Most of the pesticides are considered as potential chemical mutagens. Experimental data revealed that various agrochemical ingredients possessed mutagenic properties inducing mutations, chromosomal alterations, or DNA damages, ¹⁹ which led to adverse effects on exposed animals and humans. Abundant research had proved that agrochemicals are an important source of DNA damage. ^{19 –21}

Numerous studies had proved that the comet assay was successfully employed for the evaluation of DNA damage caused by agrochemicals, and the comet assay was widely used for environmental biomonitoring. ^{17,22 –24} Since it could detect low levels of DNA damage in individual cells and required relatively short period, the comet assay had been popularly employed. ¹⁶

During our experiment, the alkaline SCGE assay was employed to analyse the DNA damage induced by flumorph in different organs of mice. Our results demonstrated the potential DNA damages caused by flumorph in cells of different mice tissues in vivo.
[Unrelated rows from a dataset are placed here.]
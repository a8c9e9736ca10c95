use netguard_pg_backend_core::{AddressGroupBinding, Error, Result};
use netguard_pg_backend_store::{AddressGroupBindingReader, AddressGroupReader, Scope, ServiceReader};
use tracing::instrument;

pub struct AddressGroupBindingValidator;

impl AddressGroupBindingValidator {
    /// Lifetime tied to the existence of both referents.
    #[instrument(skip(services, groups, binding), fields(binding = %binding.id))]
    pub async fn validate_references<S, G>(
        services: &S,
        groups: &G,
        binding: &AddressGroupBinding,
    ) -> Result<()>
    where
        S: ServiceReader,
        G: AddressGroupReader,
    {
        let service_id = binding.service_ref.resolve(&binding.id.0.namespace);
        services.get_by_id(&service_id).await.map_err(|_| {
            Error::ReferenceInvalid {
                kind: "AddressGroupBinding",
                id: binding.id.0.clone(),
                ref_kind: "Service",
                ref_id: service_id.clone(),
                reason: "service does not exist".to_string(),
            }
        })?;

        let ag_id =
            netguard_pg_backend_core::ResourceIdentifier::global(binding.address_group_ref.name.clone());
        groups.get_by_id(&ag_id).await.map_err(|_| Error::ReferenceInvalid {
            kind: "AddressGroupBinding",
            id: binding.id.0.clone(),
            ref_kind: "AddressGroup",
            ref_id: ag_id.clone(),
            reason: "address group does not exist".to_string(),
        })?;

        Ok(())
    }

    /// Uniqueness: no duplicate `(ServiceRef, AddressGroupRef)` pair.
    #[instrument(skip(existing, binding), fields(binding = %binding.id))]
    pub async fn validate_no_duplicate<B>(existing: &B, binding: &AddressGroupBinding) -> Result<()>
    where
        B: AddressGroupBindingReader,
    {
        let mut conflict = None;
        existing
            .list(&Scope::Namespace(binding.id.0.namespace.clone()), &mut |b| {
                if b.id.0 != binding.id.0
                    && b.service_ref.name == binding.service_ref.name
                    && b.service_ref.namespace == binding.service_ref.namespace
                    && b.address_group_ref.name == binding.address_group_ref.name
                {
                    conflict = Some(b.id.0.clone());
                }
                Ok(())
            })
            .await?;

        if let Some(conflicting_id) = conflict {
            return Err(Error::DuplicateRule {
                kind: "AddressGroupBinding",
                id: binding.id.0.clone(),
                conflicting_id,
            });
        }
        Ok(())
    }
}
use crate::identifier::SelfRef;
use crate::refs::AddressGroupRef;
use std::fmt;

/// A transport protocol an ingress port is advertised over.
#[derive(Clone, Copy, Debug, PartialEq, Eq, Hash, PartialOrd, Ord)]
pub enum Protocol {
    Tcp,
    Udp,
    Icmp,
}

impl Protocol {
    pub fn as_str(&self) -> &'static str {
        match self {
            Self::Tcp => "TCP",
            Self::Udp => "UDP",
            Self::Icmp => "ICMP",
        }
    }
}

impl fmt::Display for Protocol {
    fn fmt(&self, f: &mut fmt::Formatter<'_>) -> fmt::Result {
        f.write_str(self.as_str())
    }
}

/// A single advertised ingress port or port range, e.g. `"80"` or `"80-90"`.
#[derive(Clone, Debug, PartialEq, Eq, Hash)]
pub struct IngressPort {
    pub protocol: Protocol,
    /// A single port (`"80"`) or an inclusive range (`"80-90"`).
    pub port: String,
    pub description: String,
}

impl IngressPort {
    pub fn new(protocol: Protocol, port: impl Into<String>) -> Self {
        Self {
            protocol,
            port: port.into(),
            description: String::new(),
        }
    }

    /// Parses `self.port` into an inclusive `(low, high)` numeric range.
    /// A malformed value yields `None`; validators are responsible for
    /// rejecting those before they reach derivation.
    pub fn range(&self) -> Option<(u32, u32)> {
        match self.port.split_once('-') {
            Some((lo, hi)) => {
                let lo: u32 = lo.trim().parse().ok()?;
                let hi: u32 = hi.trim().parse().ok()?;
                if lo > hi {
                    None
                } else {
                    Some((lo, hi))
                }
            }
            None => {
                let p: u32 = self.port.trim().parse().ok()?;
                Some((p, p))
            }
        }
    }

    pub fn overlaps(&self, other: &IngressPort) -> bool {
        if self.protocol != other.protocol {
            return false;
        }
        match (self.range(), other.range()) {
            (Some((a_lo, a_hi)), Some((b_lo, b_hi))) => a_lo <= b_hi && b_lo <= a_hi,
            _ => false,
        }
    }
}

/// Where an `AddressGroup` entry in a service's aggregated view came from.
#[derive(Clone, Copy, Debug, PartialEq, Eq, Hash, PartialOrd, Ord)]
pub enum AddressGroupSource {
    Spec,
    Binding,
}

/// An `AddressGroupRef` annotated with why it belongs to a service's
/// aggregated view.
#[derive(Clone, Debug, PartialEq, Eq)]
pub struct AggregatedAddressGroup {
    pub address_group: AddressGroupRef,
    pub source: AddressGroupSource,
}

/// A named group of ingress ports, the top-level intent resources are
/// organized around.
#[derive(Clone, Debug, PartialEq, Eq)]
pub struct Service {
    pub id: SelfRef,
    pub description: String,
    pub ingress_ports: Vec<IngressPort>,
    /// `AddressGroups` as authored in the spec, not the aggregated view.
    pub address_groups: Vec<AddressGroupRef>,
}

impl Service {
    /// Ports compared ignoring order and description; this is the
    /// `portsChanged` definition used to decide whether derived rules need
    /// recomputing.
    pub fn ports_equal(a: &[IngressPort], b: &[IngressPort]) -> bool {
        let strip = |ports: &[IngressPort]| -> Vec<(Protocol, String)> {
            let mut v: Vec<_> = ports
                .iter()
                .map(|p| (p.protocol, p.port.clone()))
                .collect();
            v.sort();
            v
        };
        strip(a) == strip(b)
    }

    /// AddressGroups (spec-authored only) compared ignoring order.
    pub fn address_groups_equal(a: &[AddressGroupRef], b: &[AddressGroupRef]) -> bool {
        let mut a: Vec<_> = a.iter().map(|r| (r.namespace.clone(), r.name.clone())).collect();
        let mut b: Vec<_> = b.iter().map(|r| (r.namespace.clone(), r.name.clone())).collect();
        a.sort();
        b.sort();
        a == b
    }
}

#[cfg(test)]
mod tests {
    use super::*;

    #[test]
    fn range_parses_single_port() {
        assert_eq!(IngressPort::new(Protocol::Tcp, "80").range(), Some((80, 80)));
    }

    #[test]
    fn range_parses_port_range() {
        assert_eq!(
            IngressPort::new(Protocol::Tcp, "80-90").range(),
            Some((80, 90))
        );
    }

    #[test]
    fn range_rejects_malformed() {
        assert_eq!(IngressPort::new(Protocol::Tcp, "not-a-port").range(), None);
    }

    #[test]
    fn overlap_requires_same_protocol() {
        let tcp = IngressPort::new(Protocol::Tcp, "80");
        let udp = IngressPort::new(Protocol::Udp, "80");
        assert!(!tcp.overlaps(&udp));
    }

    #[test]
    fn overlap_detects_touching_ranges() {
        let a = IngressPort::new(Protocol::Tcp, "80-90");
        let b = IngressPort::new(Protocol::Tcp, "90-100");
        assert!(a.overlaps(&b));
    }

    #[test]
    fn overlap_detects_disjoint_ranges() {
        let a = IngressPort::new(Protocol::Tcp, "80-90");
        let b = IngressPort::new(Protocol::Tcp, "91-100");
        assert!(!a.overlaps(&b));
    }

    #[test]
    fn ports_equal_ignores_order_and_description() {
        let mut a = IngressPort::new(Protocol::Tcp, "80");
        a.description = "http".into();
        let b = IngressPort::new(Protocol::Tcp, "80");
        assert!(Service::ports_equal(&[a], &[b]));
    }
}
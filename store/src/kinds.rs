use crate::scope::{Scope, SyncOp};
use crate::traits::{kind_store, Transaction};
use async_trait::async_trait;
use netguard_pg_backend_core::{
    AddressGroup, AddressGroupBinding, AddressGroupPortMapping, IEAgAgRule, Network,
    NetworkBinding, ResourceIdentifier, Result, RuleS2S, Service, ServiceAlias,
};

kind_store!(ServiceReader, ServiceWriter, Service, "Service");
kind_store!(AddressGroupReader, AddressGroupWriter, AddressGroup, "AddressGroup");
kind_store!(
    AddressGroupBindingReader,
    AddressGroupBindingWriter,
    AddressGroupBinding,
    "AddressGroupBinding"
);
kind_store!(ServiceAliasReader, ServiceAliasWriter, ServiceAlias, "ServiceAlias");
kind_store!(RuleS2SReader, RuleS2SWriter, RuleS2S, "RuleS2S");
kind_store!(NetworkReader, NetworkWriter, Network, "Network");
kind_store!(
    NetworkBindingReader,
    NetworkBindingWriter,
    NetworkBinding,
    "NetworkBinding"
);
kind_store!(
    AddressGroupPortMappingReader,
    AddressGroupPortMappingWriter,
    AddressGroupPortMapping,
    "AddressGroupPortMapping"
);
kind_store!(IEAgAgRuleReader, IEAgAgRuleWriter, IEAgAgRule, "IEAgAgRule");

/// Every reader capability together — what `Registry::Reader` must provide.
pub trait FullReader:
    ServiceReader
    + AddressGroupReader
    + AddressGroupBindingReader
    + ServiceAliasReader
    + RuleS2SReader
    + NetworkReader
    + NetworkBindingReader
    + AddressGroupPortMappingReader
    + IEAgAgRuleReader
{
}

impl<T> FullReader for T where
    T: ServiceReader
        + AddressGroupReader
        + AddressGroupBindingReader
        + ServiceAliasReader
        + RuleS2SReader
        + NetworkReader
        + NetworkBindingReader
        + AddressGroupPortMappingReader
        + IEAgAgRuleReader
{
}

/// Every writer capability together — what `Registry::Writer` must provide.
pub trait FullWriter:
    ServiceWriter
    + AddressGroupWriter
    + AddressGroupBindingWriter
    + ServiceAliasWriter
    + RuleS2SWriter
    + NetworkWriter
    + NetworkBindingWriter
    + AddressGroupPortMappingWriter
    + IEAgAgRuleWriter
{
}

impl<T> FullWriter for T where
    T: ServiceWriter
        + AddressGroupWriter
        + AddressGroupBindingWriter
        + ServiceAliasWriter
        + RuleS2SWriter
        + NetworkWriter
        + NetworkBindingWriter
        + AddressGroupPortMappingWriter
        + IEAgAgRuleWriter
{
}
Compared with the other organs, the brain cells were more prone to injury caused by flumorph, whereas lowest DNA damage was observed in the sperms that received the flumorph molecules after a course. Brain was found to exhibit the highest level of DNA damage followed by spleen >kidney > liver > sperm, according to tail lengths. The research of Daoud Ali showed that the observed tissue-specific responses might be due to the physiological activities distinctive to their organs, the repair of the different types of strand breaks, and the different stages of studied cells. ²⁵ The same explanation was shown by Steinert in 1996 that cells might be in the early stages of apoptosis, contributing to the different levels of DNA damage. ²⁶ Tomascik-Cheeseman showed that the differences in DNA damage observed among the organs could be explained by a differential expression of basal levels of DNA repair genes in various tissues of the mice. ²⁷

A statistically significant dose-dependent and duration-dependent increase in DNA damage in all organs was observed from our results. Many researchers had reported the similar phenomena. Blasiak reported the DNA-damaging effect of malathion and both its major metabolites malaoxon and isomalathion in human lymphocytes in vitro. They observed that while malathion did not cause any significant DNA damage of the lymphocytes, its metabolites induced breakage of DNA in a dose-dependent manner. ²⁸ Sushila Patel reported that cypermethrin induced systemic genotoxicity in mammal as it caused DNA damage in vital organs like brain, bone marrow, spleen and so forth. And a statistically significant (p < 0.05) dose-dependent increase in DNA damage was observed, which was evident from comet assay parameters. ²⁴

One of the conceivable mechanisms for DNA damage caused by agrochemicals was the breaks in DNA single strand, because the hydrogen bonds of the DNA double chain were the most sensitive structures to chromatin-damaging agents. ²³ The DNA damage could have originated from DNA single-strand breaks, DNA double-strand breaks, DNA adducts formation and DNA-DNA and DNA-protein cross-links, ²⁹ resulting from the interaction of pesticides or their metabolites with DNA. ³⁰ Zegura had demonstrated that reactive oxygen species (ROS) may cause DNA damage originated from single-strand breaks. ³¹ Another mechanism that may be involved in the generation of DNA lesions was oxidative stress. ^32,33 This oxidative stress was reported as the significant mechanism of DNA damage caused by nerve agents, such as organochlorine pesticide and organophosphorous pesticide. ^{34 –36} However, flumorph was a kind of bactericide that did not affect the nerve system, so we presume the mechanism of DNA damage caused by flumorph was not due to oxidative stress.

Based on our results, it could be concluded that the comet assay was highly sensitive and accurate for the detection of DNA damage of flumorph in various organs of mice. Our present study could be useful in supplying more experimental data on the potential genotoxic risk of flumorph.